The endocannabinoid system pretty much balances everything, and these cannabinoids affect its role. 

Just how much impact they have is still up in the air, but we do know some can relieve pain, improve mood, and make you feel out of this world (thanks, THC).

Common Cannabinoids

There are possibly more than 100 different cannabinoids in Cannabis, and most aren’t psychoactive. Few studies were done on them until recently because they didn’t seem to do anything. Now we see how faulty that assumption was and research them with a frenzy. The medicinal possibilities with these cannabinoids seem almost endless [16,17].

We don’t have time to cover every cannabinoid, but here are the most popular. Remember, this is just the tip of the iceberg.

CBD (Cannabidiol)

Good old CBD (cannabidiol). This one kind of kickstarted the movement and made cannabis products more mainstream and “acceptable.” Instead of a “fringe of society” thing, it became more of a “soccer mom” thing. (Note: We love all people, so don’t get offended if you fall into either group. It is what it is.)

People of all kinds use it to relieve pain and stress, and even the FDA is on board with it as an anti-seizure med [18].

THC (Delta 9-Tetrahydrocannabinol)

Delta 9 THC is the reason weed makes you high. It’s also a large source of its medicinal properties, though we have to credit the other cannabinoids for having its back. The entourage effect is a real thing, and they all play a role in how Cannabis makes you feel. 

CBG (Cannabigerol)

THC and CBD start as CBG — until things like time, temperature, and sunlight have their way with it. 

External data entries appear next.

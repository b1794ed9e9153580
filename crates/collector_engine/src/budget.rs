use std::sync::atomic::{AtomicU32, Ordering};

/// Shared ceiling on successful fetches.
///
/// A slot is reserved before a fetch is dispatched and given back if the
/// fetch fails, so the count never passes `limit`, even while fetches are in
/// flight.
#[derive(Debug)]
pub(crate) struct FetchBudget {
    used: AtomicU32,
    limit: u32,
}

impl FetchBudget {
    pub(crate) fn new(limit: u32) -> Self {
        Self {
            used: AtomicU32::new(0),
            limit,
        }
    }

    pub(crate) fn limit(&self) -> u32 {
        self.limit
    }

    /// Takes a slot; `false` when the budget is spent.
    pub(crate) fn try_reserve(&self) -> bool {
        self.used
            .fetch_update(Ordering::AcqRel, Ordering::Acquire, |used| {
                (used < self.limit).then_some(used + 1)
            })
            .is_ok()
    }

    /// Returns a slot taken by a fetch that did not succeed.
    pub(crate) fn release(&self) {
        let _ = self
            .used
            .fetch_update(Ordering::AcqRel, Ordering::Acquire, |used| used.checked_sub(1));
    }

    /// Reserved slots, i.e. successful fetches plus fetches still in flight.
    pub(crate) fn used(&self) -> u32 {
        self.used.load(Ordering::Acquire)
    }
}

#[cfg(test)]
mod tests {
    use std::sync::atomic::AtomicUsize;
    use std::sync::Arc;
    use std::thread;

    use super::*;

    #[test]
    fn reserve_stops_at_limit() {
        let budget = FetchBudget::new(2);
        assert!(budget.try_reserve());
        assert!(budget.try_reserve());
        assert!(!budget.try_reserve());
        assert_eq!(budget.used(), 2);
    }

    #[test]
    fn release_frees_a_slot() {
        let budget = FetchBudget::new(1);
        assert!(budget.try_reserve());
        budget.release();
        assert_eq!(budget.used(), 0);
        assert!(budget.try_reserve());
    }

    #[test]
    fn release_never_underflows() {
        let budget = FetchBudget::new(3);
        budget.release();
        assert_eq!(budget.used(), 0);
    }

    #[test]
    fn zero_limit_admits_nothing() {
        let budget = FetchBudget::new(0);
        assert!(!budget.try_reserve());
    }

    #[test]
    fn concurrent_reservations_never_exceed_limit() {
        const LIMIT: u32 = 1_000;
        let budget = Arc::new(FetchBudget::new(LIMIT));
        let granted = Arc::new(AtomicUsize::new(0));

        let handles: Vec<_> = (0..16)
            .map(|_| {
                let budget = budget.clone();
                let granted = granted.clone();
                thread::spawn(move || {
                    for _ in 0..500 {
                        if budget.try_reserve() {
                            granted.fetch_add(1, Ordering::Relaxed);
                        }
                    }
                })
            })
            .collect();
        for handle in handles {
            handle.join().unwrap();
        }

        assert_eq!(granted.load(Ordering::Relaxed), LIMIT as usize);
        assert_eq!(budget.used(), LIMIT);
    }
}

It’s similar to CBD, but it’s actually energizing instead of calming. Oh, and good luck finding it. There are a few places that sell it, but it’s nowhere near as popular as CBD — yet. Like anything else, be careful when buying it. 

CBC (Cannabichromene)

CBC can actually make up to more than half of the cannabinoid profile in Cannabis, but it’s not studied like THC or CBD. It pairs well with them, though, and might help improve acne, pain, and mood. 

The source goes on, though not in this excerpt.